3.3. Effects of Pomegranate Peel and Hawthorn Extracts, Along with Those of Their Active Constituents (Ellagic Acid and Maslinic Acid), on Inflammatory Factors in LPS-Induced RAW264.7

To comprehensively evaluate the anti-inflammatory effects beyond NO inhibition, we analyzed the modulation of key cytokines mediated using NF-κB signaling on LPS-stimulated RAW264.7 cells. As shown in Figure 3A–D, the combination of pomegranate peel and hawthorn extracts significantly suppressed pro-inflammatory cytokine secretion compared with monotherapy groups, reducing TNF-α, IL-1β, and IL-6 levels by 142.21 pg/mL, 98.33 pg/mL, and 554.66 pg/mL, respectively. Concurrently, the combination therapy enhanced anti-inflammatory cytokine IL-10 production, demonstrating dual regulatory effects on inflammatory homeostasis. These results indicate that the herbal combination exerts anti-inflammatory effects by simultaneously inhibiting pro-inflammatory mediators and promoting anti-inflammatory responses.
Similarly, the active monomer combination (10 μM ellagic acid + 1 μM maslinic acid) exhibited superior efficacy in cytokine regulation (Figure 3E–H). This combination reduced TNF-α, IL-1β, and IL-6 levels by 81.72 pg/mL, 31.16 pg/mL, and 574.88 pg/mL, respectively, while elevating IL-10 production by 88.16 pg/mL. Notably, the monomer combination achieved more pronounced cytokine modulation than individual compounds, confirming the synergistic anti-inflammatory effects predicted through combination index (CI) analysis.
These findings confirm that both the crude extract and active monomer combinations target NF-κB-mediated cytokine networks, with synergistic effects arising from the complementary modulation of pro- and anti-inflammatory pathways. The multi-cytokine regulatory capacity aligns with the network pharmacology predictions of multi-target therapeutic mechanisms, further supporting the therapeutic potential of pomegranate peel–hawthorn formulations in UC management.

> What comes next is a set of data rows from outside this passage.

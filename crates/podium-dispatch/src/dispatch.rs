//! The dispatch orchestrator.
//!
//! [`Dispatcher::handle`] is the entry point for a routed request: it guards
//! the controller, resolves the action and runs [`Dispatcher::call`], which
//! sequences hooks, validation, error handler selection, the action call and
//! rendering.

use serde_json::Value;
use std::fmt;
use std::sync::Arc;
use tracing::{debug, debug_span, trace};

use crate::classify::classify_failure;
use crate::config::DispatchConfig;
use crate::context::{Request, RequestContext};
use crate::controller::Controller;
use crate::decoration::ControllerWrapper;
use crate::error::DispatchError;
use crate::handler::{Action, Output};
use crate::hooks::{HookError, Hooks};
use crate::params::{bind_remainder, decode_remainder, flatten_arguments, Arguments, Params};
use crate::render::{json_render, render_response, RenderResult, TemplateRenderer};
use crate::security::check_security;
use crate::validation::{run_validations, ValidationStatus};

/// Runs decorated actions.
///
/// Holds what is shared by every request: configuration, application-wide
/// hooks, the template renderer and application-wide controller wrappers.
#[derive(Clone)]
pub struct Dispatcher {
    config: Arc<DispatchConfig>,
    hooks: Hooks,
    renderer: Arc<dyn TemplateRenderer>,
    wrappers: Vec<ControllerWrapper>,
}

impl Dispatcher {
    pub fn builder() -> DispatcherBuilder {
        DispatcherBuilder::default()
    }

    pub fn config(&self) -> &Arc<DispatchConfig> {
        &self.config
    }

    /// Application-wide hooks; they run before each action's own hooks.
    pub fn hooks(&self) -> &Hooks {
        &self.hooks
    }

    /// A fresh context for `request`, sharing this dispatcher's configuration.
    pub fn context(&self, request: Request) -> RequestContext {
        RequestContext::new(request, Arc::clone(&self.config))
    }

    /// Dispatches a routed request to `controller.action_name`.
    ///
    /// Ignored parameters are dropped, the controller's guard is checked and
    /// the action must exist and be exposed.
    pub fn handle(
        &self,
        controller: &Controller,
        action_name: &str,
        ctx: &mut RequestContext,
        mut params: Params,
        remainder: &[String],
    ) -> Result<String, DispatchError> {
        let span = debug_span!("dispatch", controller = controller.name(), action = action_name);
        let _guard = span.enter();

        for name in &self.config.ignore_parameters {
            params.remove(name);
        }

        check_security(controller, ctx)?;

        let action = controller
            .action(action_name)
            .ok_or_else(|| DispatchError::UnknownAction(action_name.to_string()))?;
        if !action.decoration().exposed() {
            return Err(DispatchError::NotExposed(action_name.to_string()));
        }

        self.call(controller, &action, ctx, params, remainder)
    }

    /// Runs `action` with `params` and the path `remainder`, returning the
    /// rendered body.
    ///
    /// When validation fails the action's error handler runs instead, with the
    /// raw remainder and parameters (or the parameters it validated itself
    /// when it chains validation).
    pub fn call(
        &self,
        controller: &Controller,
        action: &Arc<Action>,
        ctx: &mut RequestContext,
        mut params: Params,
        remainder: &[String],
    ) -> Result<String, DispatchError> {
        ctx.validation = ValidationStatus::default();
        ctx.response.drop_blank_content_type();
        let remainder = decode_remainder(remainder);

        trace!(hook = "before_validate", action = action.name());
        self.hooks.run_before_validate(ctx, &remainder, &mut params)?;
        action
            .decoration()
            .hooks()
            .run_before_validate(ctx, &remainder, &mut params)?;

        let validate_params = bind_remainder(action.arg_names(), &params, &remainder);
        let (action, mut args) =
            match run_validations(action, validate_params.clone(), &mut ctx.validation) {
                Ok(validated) => {
                    ctx.validation.values = Value::Object(validated.clone());
                    let args = flatten_arguments(action.arg_names(), validated, &remainder);
                    (Arc::clone(action), args)
                }
                Err(failure) => {
                    debug!(action = action.name(), %failure, "validation failed");
                    let mut selection =
                        classify_failure(controller, action, failure, &mut ctx.validation)?;
                    while selection.chain_validation {
                        let handler = Arc::clone(&selection.handler);
                        let revalidated = run_validations(
                            &handler,
                            validate_params.clone(),
                            &mut ctx.validation,
                        );
                        match revalidated {
                            Ok(validated) => {
                                params = validated;
                                break;
                            }
                            Err(failure) => {
                                debug!(action = handler.name(), %failure, "chained validation failed");
                                selection = classify_failure(
                                    controller,
                                    &handler,
                                    failure,
                                    &mut ctx.validation,
                                )?;
                            }
                        }
                    }
                    debug!(
                        action = action.name(),
                        error_handler = selection.handler.name(),
                        "switching to error handler"
                    );
                    let positional = remainder.iter().cloned().map(Value::String).collect();
                    (selection.handler, Arguments::new(positional, params))
                }
            };

        trace!(hook = "before_call", action = action.name());
        self.hooks.run_before_call(ctx, &mut args)?;
        action.decoration().hooks().run_before_call(ctx, &mut args)?;

        let caller = action.decoration().controller_caller(&self.wrappers);
        let mut output = caller(self.config.as_ref(), ctx, action.as_ref(), args.clone())
            .map_err(DispatchError::from_controller)?;

        trace!(hook = "before_render", action = action.name());
        self.hooks.run_before_render(ctx, &args, &mut output)?;
        action
            .decoration()
            .hooks()
            .run_before_render(ctx, &args, &mut output)?;

        let mut result = render_response(self.renderer.as_ref(), ctx, &action, output)?;

        trace!(hook = "after_render", action = action.name());
        self.hooks.run_after_render(ctx, &mut result)?;
        action
            .decoration()
            .hooks()
            .run_after_render(ctx, &mut result)?;

        Ok(result.body)
    }
}

impl fmt::Debug for Dispatcher {
    fn fmt(&self, f: &mut fmt::Formatter<'_>) -> fmt::Result {
        f.debug_struct("Dispatcher")
            .field("config", &self.config)
            .field("hooks", &self.hooks)
            .field("wrapper_count", &self.wrappers.len())
            .finish_non_exhaustive()
    }
}

/// Builds a [`Dispatcher`].
#[derive(Default)]
pub struct DispatcherBuilder {
    config: DispatchConfig,
    hooks: Hooks,
    renderer: Option<Arc<dyn TemplateRenderer>>,
    wrappers: Vec<ControllerWrapper>,
}

impl DispatcherBuilder {
    pub fn config(mut self, config: DispatchConfig) -> Self {
        self.config = config;
        self
    }

    /// Replaces the application-wide hooks.
    pub fn hooks(mut self, hooks: Hooks) -> Self {
        self.hooks = hooks;
        self
    }

    pub fn before_validate<F>(mut self, f: F) -> Self
    where
        F: Fn(&mut RequestContext, &[String], &mut Params) -> Result<(), HookError>
            + Send
            + Sync
            + 'static,
    {
        self.hooks = self.hooks.before_validate(f);
        self
    }

    pub fn before_call<F>(mut self, f: F) -> Self
    where
        F: Fn(&mut RequestContext, &mut Arguments) -> Result<(), HookError> + Send + Sync + 'static,
    {
        self.hooks = self.hooks.before_call(f);
        self
    }

    pub fn before_render<F>(mut self, f: F) -> Self
    where
        F: Fn(&mut RequestContext, &Arguments, &mut Output) -> Result<(), HookError>
            + Send
            + Sync
            + 'static,
    {
        self.hooks = self.hooks.before_render(f);
        self
    }

    pub fn after_render<F>(mut self, f: F) -> Self
    where
        F: Fn(&mut RequestContext, &mut RenderResult) -> Result<(), HookError>
            + Send
            + Sync
            + 'static,
    {
        self.hooks = self.hooks.after_render(f);
        self
    }

    /// Sets the template renderer. Defaults to [`json_render`].
    pub fn renderer(mut self, renderer: Arc<dyn TemplateRenderer>) -> Self {
        self.renderer = Some(renderer);
        self
    }

    /// Wraps every action call. Application wrappers surround the wrappers
    /// declared on each action; later ones are outermost.
    pub fn wrap(mut self, wrapper: ControllerWrapper) -> Self {
        self.wrappers.push(wrapper);
        self
    }

    pub fn build(self) -> Dispatcher {
        Dispatcher {
            config: Arc::new(self.config),
            hooks: self.hooks,
            renderer: self.renderer.unwrap_or_else(json_render),
            wrappers: self.wrappers,
        }
    }
}
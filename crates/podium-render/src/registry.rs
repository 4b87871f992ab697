//! Engines by name.

use std::collections::HashMap;
use std::fmt;
use tracing::trace;

use podium_dispatch::{Params, TemplateRenderer};

use crate::engine::{JsonEngine, MiniJinjaEngine, TemplateEngine};
use crate::error::RenderError;

/// A set of named template engines, usable as the dispatcher's renderer.
///
/// Engine names are the `engine` part of `engine:template` expositions.
///
/// ```rust
/// use std::sync::Arc;
/// use podium_dispatch::Dispatcher;
/// use podium_render::{MiniJinjaEngine, Renderers};
///
/// let mut jinja = MiniJinjaEngine::new();
/// jinja.add_template("index.html", "<h1>{{ title }}</h1>").unwrap();
///
/// let dispatcher = Dispatcher::builder()
///     .renderer(Arc::new(Renderers::with_defaults(jinja)))
///     .build();
/// # let _ = dispatcher;
/// ```
#[derive(Default)]
pub struct Renderers {
    engines: HashMap<String, Box<dyn TemplateEngine>>,
}

impl Renderers {
    pub fn new() -> Self {
        Self::default()
    }

    /// `jinja` and `json` engines, the names the default configuration and
    /// the `json` exposition use.
    pub fn with_defaults(jinja: MiniJinjaEngine) -> Self {
        Self::new().with_engine("jinja", jinja).with_engine("json", JsonEngine)
    }

    /// Registers `engine` under `name`, replacing any previous one.
    pub fn register<E: TemplateEngine + 'static>(&mut self, name: impl Into<String>, engine: E) {
        self.engines.insert(name.into(), Box::new(engine));
    }

    pub fn with_engine<E: TemplateEngine + 'static>(
        mut self,
        name: impl Into<String>,
        engine: E,
    ) -> Self {
        self.register(name, engine);
        self
    }

    pub fn get(&self, name: &str) -> Option<&dyn TemplateEngine> {
        self.engines.get(name).map(|engine| engine.as_ref())
    }

    /// Registered engine names, sorted.
    pub fn names(&self) -> Vec<&str> {
        let mut names: Vec<&str> = self.engines.keys().map(String::as_str).collect();
        names.sort_unstable();
        names
    }

    /// Renders through the engine registered as `engine_name`.
    pub fn render_with(
        &self,
        engine_name: &str,
        template_name: Option<&str>,
        vars: &Params,
        render_params: &Params,
    ) -> Result<String, RenderError> {
        let engine = self
            .get(engine_name)
            .ok_or_else(|| RenderError::UnknownEngine(engine_name.to_string()))?;
        trace!(engine = engine_name, template = ?template_name, "render");
        engine.render(template_name, vars, render_params)
    }
}

impl TemplateRenderer for Renderers {
    fn render(
        &self,
        vars: &Params,
        engine_name: &str,
        template_name: Option<&str>,
        render_params: &Params,
    ) -> Result<String, podium_dispatch::RenderError> {
        Ok(self.render_with(engine_name, template_name, vars, render_params)?)
    }
}

impl fmt::Debug for Renderers {
    fn fmt(&self, f: &mut fmt::Formatter<'_>) -> fmt::Result {
        f.debug_struct("Renderers")
            .field("engines", &self.names())
            .finish()
    }
}
//! Validation failure classification.
//!
//! Turns whatever shape of [`ValidationFailure`] a validator produced into the
//! uniform `field → message` map and value tree stored on the
//! [`ValidationStatus`], then resolves the action that should run instead.

use serde_json::{Map, Value};
use std::collections::BTreeMap;
use std::sync::Arc;

use crate::controller::Controller;
use crate::error::DispatchError;
use crate::handler::Action;
use crate::validation::{ValidationFailure, ValidationStatus, Widget};

/// Error key for messages that belong to the form as a whole.
pub const FORM_ERROR_KEY: &str = "_the_form";

/// The action to call after a validation failure.
#[derive(Debug, Clone)]
pub struct ErrorHandlerSelection {
    pub handler: Arc<Action>,
    /// Whether the handler's own validations must run before calling it.
    pub chain_validation: bool,
}

/// Collects the field nodes of a widget tree.
///
/// A node with a compound key is a field and is not descended into; any other
/// node contributes its children.
pub fn widget_fields(root: &Widget) -> Vec<&Widget> {
    fn walk<'a>(widget: &'a Widget, out: &mut Vec<&'a Widget>) {
        if widget.compound_key.as_deref().is_some_and(|key| !key.is_empty()) {
            out.push(widget);
            return;
        }
        for child in &widget.children {
            walk(child, out);
        }
    }

    let mut fields = Vec::new();
    walk(root, &mut fields);
    fields
}

/// Parses `field: message` lines into `errors`.
///
/// Splits on the first colon and trims both sides. Lines without a colon are
/// stored under [`FORM_ERROR_KEY`]. Later lines overwrite earlier ones with the
/// same key.
pub fn parse_error_text(text: &str, errors: &mut BTreeMap<String, String>) {
    for line in text.split('\n') {
        match line.split_once(':') {
            Some((field, message)) => {
                errors.insert(field.trim().to_string(), message.trim().to_string());
            }
            None => {
                errors.insert(FORM_ERROR_KEY.to_string(), line.trim().to_string());
            }
        }
    }
}

/// Records `failure` on `status` and selects the error handler.
///
/// Widget and structured failures replace the error map; text failures add to
/// it. When the failing intent named no handler, `action` is its own handler
/// and chained validation is switched off.
pub fn classify_failure(
    controller: &Controller,
    action: &Arc<Action>,
    failure: ValidationFailure,
    status: &mut ValidationStatus,
) -> Result<ErrorHandlerSelection, DispatchError> {
    match &failure {
        ValidationFailure::Widget(root) => {
            status.errors = widget_fields(root)
                .into_iter()
                .filter_map(|field| {
                    let key = field.compound_key.clone()?;
                    let message = field.error_msg.clone()?;
                    Some((key, message))
                })
                .collect();
            status.values = root.value.clone();
        }
        ValidationFailure::Structured { errors, values } => {
            status.errors = errors.clone();
            status.values = values.clone();
        }
        ValidationFailure::Invalid { message, value } => {
            parse_error_text(message, &mut status.errors);
            status.values = value
                .clone()
                .unwrap_or_else(|| Value::Object(Map::new()));
        }
    }
    status.failure = Some(failure);

    match status.error_handler.as_deref() {
        None => Ok(ErrorHandlerSelection {
            handler: Arc::clone(action),
            chain_validation: false,
        }),
        Some(name) => {
            let handler = controller
                .action(name)
                .ok_or_else(|| DispatchError::UnknownAction(name.to_string()))?;
            Ok(ErrorHandlerSelection {
                handler,
                chain_validation: status.chain_validation,
            })
        }
    }
}

#[cfg(test)]
mod tests {
    use super::*;
    use crate::decoration::Decoration;
    use crate::params::Arguments;
    use crate::RequestContext;
    use proptest::prelude::*;
    use serde_json::json;

    fn noop() -> Action {
        Action::new(|_ctx: &mut RequestContext, _args: Arguments| Ok::<_, anyhow::Error>("ok"))
            .decorate(Decoration::builder().expose("json").build())
    }

    fn controller() -> Arc<Controller> {
        Controller::builder("forms")
            .action("save", noop())
            .action("edit", noop())
            .build()
            .unwrap()
    }

    fn classify(
        failure: ValidationFailure,
        status: &mut ValidationStatus,
    ) -> ErrorHandlerSelection {
        let controller = controller();
        let save = controller.action("save").unwrap();
        classify_failure(&controller, &save, failure, status).unwrap()
    }

    #[test]
    fn test_text_failure_lines() {
        let mut status = ValidationStatus::default();
        classify(ValidationFailure::invalid("a: bad\nb: bad2"), &mut status);
        let expected: BTreeMap<String, String> = [("a", "bad"), ("b", "bad2")]
            .into_iter()
            .map(|(k, v)| (k.to_string(), v.to_string()))
            .collect();
        assert_eq!(status.errors, expected);
        assert_eq!(status.values, json!({}));
    }

    #[test]
    fn test_text_failure_without_colon_is_form_error() {
        let mut status = ValidationStatus::default();
        classify(ValidationFailure::invalid("overall bad"), &mut status);
        assert_eq!(status.errors.len(), 1);
        assert_eq!(status.error(FORM_ERROR_KEY), Some("overall bad"));
    }

    #[test]
    fn test_text_failure_splits_on_first_colon() {
        let mut errors = BTreeMap::new();
        parse_error_text("when: must match hh:mm", &mut errors);
        assert_eq!(errors["when"], "must match hh:mm");
    }

    #[test]
    fn test_text_failure_last_form_error_wins() {
        let mut errors = BTreeMap::new();
        parse_error_text("first problem\nsecond problem", &mut errors);
        assert_eq!(errors.len(), 1);
        assert_eq!(errors[FORM_ERROR_KEY], "second problem");
    }

    #[test]
    fn test_text_failure_keeps_value() {
        let mut status = ValidationStatus::default();
        let failure = ValidationFailure::Invalid {
            message: "a: bad".into(),
            value: Some(json!({"a": "x"})),
        };
        classify(failure, &mut status);
        assert_eq!(status.values, json!({"a": "x"}));
    }

    #[test]
    fn test_structured_failure_copied() {
        let mut errors = BTreeMap::new();
        errors.insert("email".to_string(), "Invalid email".to_string());
        let mut status = ValidationStatus::default();
        classify(
            ValidationFailure::structured(errors.clone(), json!({"email": "nope"})),
            &mut status,
        );
        assert_eq!(status.errors, errors);
        assert_eq!(status.values, json!({"email": "nope"}));
        assert!(status.failure.is_some());
    }

    #[test]
    fn test_widget_failure_flattened() {
        let form = Widget::group(
            json!({"f1": "v1", "f2": "v2"}),
            vec![
                Widget::field("f1", json!("v1")).with_error("m1"),
                Widget::field("f2", json!("v2")).with_error("m2"),
            ],
        );
        let mut status = ValidationStatus::default();
        classify(ValidationFailure::Widget(form), &mut status);

        assert_eq!(status.errors.len(), 2);
        assert_eq!(status.error("f1"), Some("m1"));
        assert_eq!(status.error("f2"), Some("m2"));
        assert_eq!(status.values, json!({"f1": "v1", "f2": "v2"}));
    }

    #[test]
    fn test_widget_fields_nested_groups() {
        let inner = Widget::field("address.zip", json!("x")).with_error("bad zip");
        let leaf_with_children = Widget {
            compound_key: Some("tags".into()),
            children: vec![Widget::field("tags.0", json!("ignored"))],
            ..Default::default()
        };
        let form = Widget::group(
            Value::Null,
            vec![
                Widget::group(Value::Null, vec![inner]),
                leaf_with_children,
                Widget::field("name", json!("ok")),
            ],
        );

        let keys: Vec<_> = widget_fields(&form)
            .into_iter()
            .filter_map(|w| w.compound_key.as_deref())
            .collect();
        assert_eq!(keys, vec!["address.zip", "tags", "name"]);

        let mut status = ValidationStatus::default();
        classify(ValidationFailure::Widget(form), &mut status);
        assert_eq!(status.errors.len(), 1);
        assert_eq!(status.error("address.zip"), Some("bad zip"));
    }

    #[test]
    fn test_no_handler_returns_original_without_chaining() {
        let mut status = ValidationStatus {
            chain_validation: true,
            ..Default::default()
        };
        let selection = classify(ValidationFailure::invalid("x: y"), &mut status);
        assert_eq!(selection.handler.name(), "save");
        assert!(!selection.chain_validation);
    }

    #[test]
    fn test_named_handler_resolved_with_chain_flag() {
        let mut status = ValidationStatus {
            error_handler: Some("edit".into()),
            chain_validation: true,
            ..Default::default()
        };
        let selection = classify(ValidationFailure::invalid("x: y"), &mut status);
        assert_eq!(selection.handler.name(), "edit");
        assert!(selection.chain_validation);
    }

    #[test]
    fn test_unknown_handler_is_error() {
        let controller = controller();
        let save = controller.action("save").unwrap();
        let mut status = ValidationStatus {
            error_handler: Some("missing".into()),
            ..Default::default()
        };
        let err = classify_failure(
            &controller,
            &save,
            ValidationFailure::invalid("x"),
            &mut status,
        )
        .unwrap_err();
        assert!(matches!(err, DispatchError::UnknownAction(name) if name == "missing"));
    }

    proptest! {
        #[test]
        fn prop_field_lines_map_exactly(
            entries in proptest::collection::btree_map("[a-z_]{1,10}", "[a-z][a-z ]{0,20}[a-z]", 1..6)
        ) {
            let text = entries
                .iter()
                .map(|(field, message)| format!("{field}: {message}"))
                .collect::<Vec<_>>()
                .join("\n");
            let mut errors = BTreeMap::new();
            parse_error_text(&text, &mut errors);
            prop_assert_eq!(errors, entries);
        }
    }
}
//! Controllers: named sets of actions with an optional authorization guard.
//!
//! Controllers are assembled once with [`ControllerBuilder`] and shared
//! read-only afterwards. Inheritance is resolved at build time: actions of
//! the declared parents are copied in unless redefined, and redefined actions
//! whose decoration asks to inherit get the parents' decorations merged in.
//!
//! ```rust
//! use podium_dispatch::{Action, Arguments, Controller, Decoration, RequestContext};
//!
//! let base = Controller::builder("base")
//!     .action(
//!         "index",
//!         Action::new(|_ctx: &mut RequestContext, _args: Arguments| {
//!             Ok::<_, anyhow::Error>("base index")
//!         })
//!         .decorate(Decoration::builder().expose("json").build()),
//!     )
//!     .build()
//!     .unwrap();
//!
//! let users = Controller::builder("users").extends(&base).build().unwrap();
//! assert!(users.is_exposed("index"));
//! ```

use std::collections::BTreeMap;
use std::fmt;
use std::sync::Arc;
use thiserror::Error;

use crate::context::RequestContext;
use crate::error::DispatchError;
use crate::handler::Action;
use crate::security::{AllowOnly, FailedAuthorizationFn};

/// Errors detected while assembling a controller.
#[derive(Debug, Clone, PartialEq, Eq, Error)]
pub enum BuildError {
    #[error("{controller}.{action}: error handler \"{handler}\" is not an action of this controller")]
    UnknownErrorHandler {
        controller: String,
        action: String,
        handler: String,
    },

    #[error("{controller}.{action} is registered twice")]
    DuplicateAction { controller: String, action: String },
}

/// A named set of actions.
#[derive(Clone)]
pub struct Controller {
    name: String,
    actions: BTreeMap<String, Arc<Action>>,
    allow_only: Option<AllowOnly>,
    failed_authorization: Option<FailedAuthorizationFn>,
}

impl Controller {
    pub fn builder(name: impl Into<String>) -> ControllerBuilder {
        ControllerBuilder::new(name)
    }

    pub fn name(&self) -> &str {
        &self.name
    }

    pub fn action(&self, name: &str) -> Option<Arc<Action>> {
        self.actions.get(name).cloned()
    }

    /// Whether `name` exists and may be dispatched to from a request.
    pub fn is_exposed(&self, name: &str) -> bool {
        self.actions
            .get(name)
            .is_some_and(|action| action.decoration().exposed())
    }

    /// Actions sorted by name.
    pub fn actions(&self) -> impl Iterator<Item = &Arc<Action>> {
        self.actions.values()
    }

    pub fn allow_only(&self) -> Option<&AllowOnly> {
        self.allow_only.as_ref()
    }

    pub fn failed_authorization(&self) -> Option<&FailedAuthorizationFn> {
        self.failed_authorization.as_ref()
    }
}

impl fmt::Debug for Controller {
    fn fmt(&self, f: &mut fmt::Formatter<'_>) -> fmt::Result {
        f.debug_struct("Controller")
            .field("name", &self.name)
            .field("actions", &self.actions.keys().collect::<Vec<_>>())
            .field("allow_only", &self.allow_only)
            .field("failed_authorization", &self.failed_authorization.is_some())
            .finish()
    }
}

/// Builds a [`Controller`].
pub struct ControllerBuilder {
    name: String,
    parents: Vec<Arc<Controller>>,
    actions: Vec<(String, Action)>,
    allow_only: Option<AllowOnly>,
    failed_authorization: Option<FailedAuthorizationFn>,
}

impl ControllerBuilder {
    pub fn new(name: impl Into<String>) -> Self {
        Self {
            name: name.into(),
            parents: Vec::new(),
            actions: Vec::new(),
            allow_only: None,
            failed_authorization: None,
        }
    }

    /// Declares a parent. Earlier parents take precedence over later ones.
    pub fn extends(mut self, parent: &Arc<Controller>) -> Self {
        self.parents.push(Arc::clone(parent));
        self
    }

    pub fn action(mut self, name: impl Into<String>, action: Action) -> Self {
        self.actions.push((name.into(), action));
        self
    }

    pub fn allow_only(mut self, allow_only: AllowOnly) -> Self {
        self.allow_only = Some(allow_only);
        self
    }

    pub fn on_failed_authorization<F>(mut self, f: F) -> Self
    where
        F: Fn(&mut RequestContext, &str) -> Result<(), DispatchError> + Send + Sync + 'static,
    {
        self.failed_authorization = Some(Arc::new(f));
        self
    }

    /// Resolves inheritance and checks error handler names.
    pub fn build(self) -> Result<Arc<Controller>, BuildError> {
        let mut actions: BTreeMap<String, Arc<Action>> = BTreeMap::new();

        // Later parents first so earlier ones overwrite them.
        for parent in self.parents.iter().rev() {
            for (name, action) in &parent.actions {
                actions.insert(name.clone(), Arc::clone(action));
            }
        }

        let mut own = BTreeMap::new();
        for (name, action) in self.actions {
            if own.contains_key(&name) {
                return Err(BuildError::DuplicateAction {
                    controller: self.name,
                    action: name,
                });
            }
            let mut action = action.named(name.clone());
            if action.decoration().inherit() {
                for parent in self.parents.iter().rev() {
                    if let Some(inherited) = parent.actions.get(&name) {
                        action.decoration_mut().merge(inherited.decoration());
                    }
                }
            }
            own.insert(name, Arc::new(action));
        }
        actions.extend(own);

        for (name, action) in &actions {
            for intent in action.decoration().validations() {
                if let Some(handler) = intent.handler_name() {
                    if !actions.contains_key(handler) {
                        return Err(BuildError::UnknownErrorHandler {
                            controller: self.name,
                            action: name.clone(),
                            handler: handler.to_string(),
                        });
                    }
                }
            }
        }

        let allow_only = self
            .allow_only
            .or_else(|| self.parents.iter().find_map(|p| p.allow_only.clone()));
        let failed_authorization = self
            .failed_authorization
            .or_else(|| self.parents.iter().find_map(|p| p.failed_authorization.clone()));

        Ok(Arc::new(Controller {
            name: self.name,
            actions,
            allow_only,
            failed_authorization,
        }))
    }
}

3.4. Effects of Different Drugs or Combinations on DSS-Induced UC Mice

A post-experimental analysis of colonic morphology revealed significant pathological changes in DSS-induced UC mice. As shown in Figure 4B,C, UC mice exhibited marked colonic shortening (5.42 cm vs. normal group: 6.93 cm), with atrophic changes, mucosal erosions, and ulcerative lesions, accompanied by loose, unformed stools. All treatment groups showed varying degrees of improvement, with the combination groups—pomegranate peel–hawthorn extract (SLP+SZ) and ellagic acid–maslinic acid (EA+MA)—demonstrating superior efficacy in restoring colonic integrity, resolving erosions/ulcers, and normalizing stool consistency.
A histopathological evaluation of distal colon sections (1–2 cm from the anus) via H&E staining (Figure 4D) confirmed these observations. Normal mice displayed intact epithelial barriers, a well-preserved crypt architecture, and no inflammatory infiltration. By contrast, DSS-induced UC mice exhibited distorted and atrophic crypts, epithelial barrier disruption, goblet cell depletion, and dense plasma cell infiltration between crypt bases and the muscularis mucosa. All treatment groups mitigated these pathological features, with the SLP+SZ and EA+MA groups showing near-complete restoration of epithelial integrity. These combination therapies significantly reduced inflammatory cell infiltration, regenerated goblet cells, and restored U-shaped crypt morphology (Figure 4D), indicating robust protection against UC-associated tissue damage.
These findings corroborate the therapeutic superiority of combinatorial formulations in preserving colonic structural integrity and resolving UC-associated histopathological alterations, consistent with their observed anti-inflammatory efficacy in cellular assays.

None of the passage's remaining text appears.